The word to find is "code". State how many lines below contain it, giving only the number.

*****

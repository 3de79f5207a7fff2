//! CRS declarations in the FeatureCollection envelope.
//!
//! Only the pre-RFC-7946 `name` form with an EPSG URN is mapped to an SRID.
//! The `link` form is explicitly unsupported: it logs a warning and yields
//! SRID 0 rather than failing the import.

use crate::GeoJsonError;
use anyhow::Result;
use geotable_core::byte_iterator::{ByteIterator, parse_object_entries, parse_quoted_json_string, skip_json_value};
use geotable_derive::context;
use log::warn;

const EPSG_URN_PREFIX: &str = "urn:ogc:def:crs:epsg::";
const CRS84_URN: &str = "urn:ogc:def:crs:ogc:1.3:crs84";

/// Parses the `crs` member of the envelope and returns the SRID.
#[context("while parsing the CRS element")]
pub fn parse_crs(iter: &mut ByteIterator) -> Result<i32> {
	let mut crs_type: Option<String> = None;
	let mut name: Option<String> = None;

	parse_object_entries(iter, |key, iter2| {
		match key.as_str() {
			"type" => crs_type = Some(parse_quoted_json_string(iter2)?),
			"properties" => parse_object_entries(iter2, |key2, iter3| {
				if key2 == "name" {
					name = Some(parse_quoted_json_string(iter3)?);
					Ok(())
				} else {
					skip_json_value(iter3)
				}
			})?,
			_ => skip_json_value(iter2)?,
		};
		Ok(())
	})?;

	match crs_type.as_deref() {
		Some(t) if t.eq_ignore_ascii_case("name") => Ok(srid_from_name(name.as_deref().unwrap_or(""))),
		Some(t) if t.eq_ignore_ascii_case("link") => {
			warn!("linked CRS references are not supported, using SRID 0");
			Ok(0)
		}
		other => Err(
			GeoJsonError::malformed("a CRS type of 'name' or 'link'", other.unwrap_or("no CRS type")).into(),
		),
	}
}

/// Maps a name-form CRS URN to an SRID, 0 for anything unrecognized.
fn srid_from_name(name: &str) -> i32 {
	let lower = name.to_ascii_lowercase();
	if let Some(code) = lower.strip_prefix(EPSG_URN_PREFIX) {
		code.parse().unwrap_or_else(|_| {
			warn!("invalid EPSG code in CRS name '{name}', using SRID 0");
			0
		})
	} else if lower == CRS84_URN {
		// WGS84 in longitude/latitude order, same axis order as EPSG:4326
		// data in practice.
		4326
	} else {
		warn!("unsupported CRS name '{name}', using SRID 0");
		0
	}
}

#[cfg(test)]
mod tests {
	use super::*;
	use rstest::rstest;
	use std::io::Cursor;

	fn parse(json: &str) -> Result<i32> {
		let mut iter = ByteIterator::from_reader(Cursor::new(json), true);
		parse_crs(&mut iter)
	}

	#[test]
	fn test_name_form_epsg_urn() {
		let json = r##"{"type":"name","properties":{"name":"urn:ogc:def:crs:EPSG::4326"}}"##;
		assert_eq!(parse(json).unwrap(), 4326);
	}

	#[test]
	fn test_link_form_is_unsupported_but_not_fatal() {
		let json = r##"{"type":"link","properties":{"href":"http://example.com/crs/42","type":"proj4"}}"##;
		assert_eq!(parse(json).unwrap(), 0);
	}

	#[test]
	fn test_missing_type_is_malformed() {
		let json = r##"{"properties":{"name":"urn:ogc:def:crs:epsg::4326"}}"##;
		assert!(parse(json).is_err());
	}

	#[rstest]
	#[case("urn:ogc:def:crs:epsg::4326", 4326)]
	#[case("URN:OGC:DEF:CRS:EPSG::27572", 27572)]
	#[case("urn:ogc:def:crs:OGC:1.3:CRS84", 4326)]
	#[case("urn:ogc:def:crs:epsg::not-a-number", 0)]
	#[case("EPSG:4326", 0)]
	#[case("", 0)]
	fn test_srid_from_name(#[case] name: &str, #[case] expected: i32) {
		assert_eq!(srid_from_name(name), expected);
	}
}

*****

> [Answer below]: 3